The UK’s top retail banks and building societies are continuing
to cut branch numbers across the country, with one out of every
seven branches closed down since 1999, according to research
carried out by RBI. Overall, branch numbers among the UK’s
biggest banks and building societies have declined by an average of
15.3 percent since 1999.

Barclays, the UK’s third-largest retail bank, has had the
highest number of closures – including over 200 in the first half
of this year alone. The bank’s latest figure for branch numbers is
1,810, which is 494 fewer than it had in 1999, a decline of 21.4
percent. A spokesman for Barclays said the recent spike in closures
was mainly because of mergers between overlapping Barclays- and
Woolwich- branded branches. “It’s a general trend across the
industry. The way people do their banking has changed, although the
branch network remains important to us,” he said.

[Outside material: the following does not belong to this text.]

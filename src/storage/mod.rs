mod kv;

pub use kv::{KvStore, Result, StorageError, DEFAULT_QUOTA_BYTES};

The RBI survey comes after Spain’s Santander announced in
early December that it would increase its Abbey branch network in
the UK by 300 over the next three years, taking its overall number
of outlets to around 1,000. The branch openings would cancel out 62
closures Abbey has made since 1999, though few have been shut since
Santander’s takeover in 2004.

Alliance & Leicester was the second-worst performer in
percentage terms, with 20.4 percent fewer branches than in 1999.
That was a reduction of 65 – although none of that decline came in
the last three years. The bank has also been fairly successful in
transferring more of its distribution online: in the first half of
2007, 41 percent of it main product sales were generated via the
internet, up from 35 percent in the first half of 2006, with strong
growth in current account internet openings, which were up 67
percent compared with the first half of 2006.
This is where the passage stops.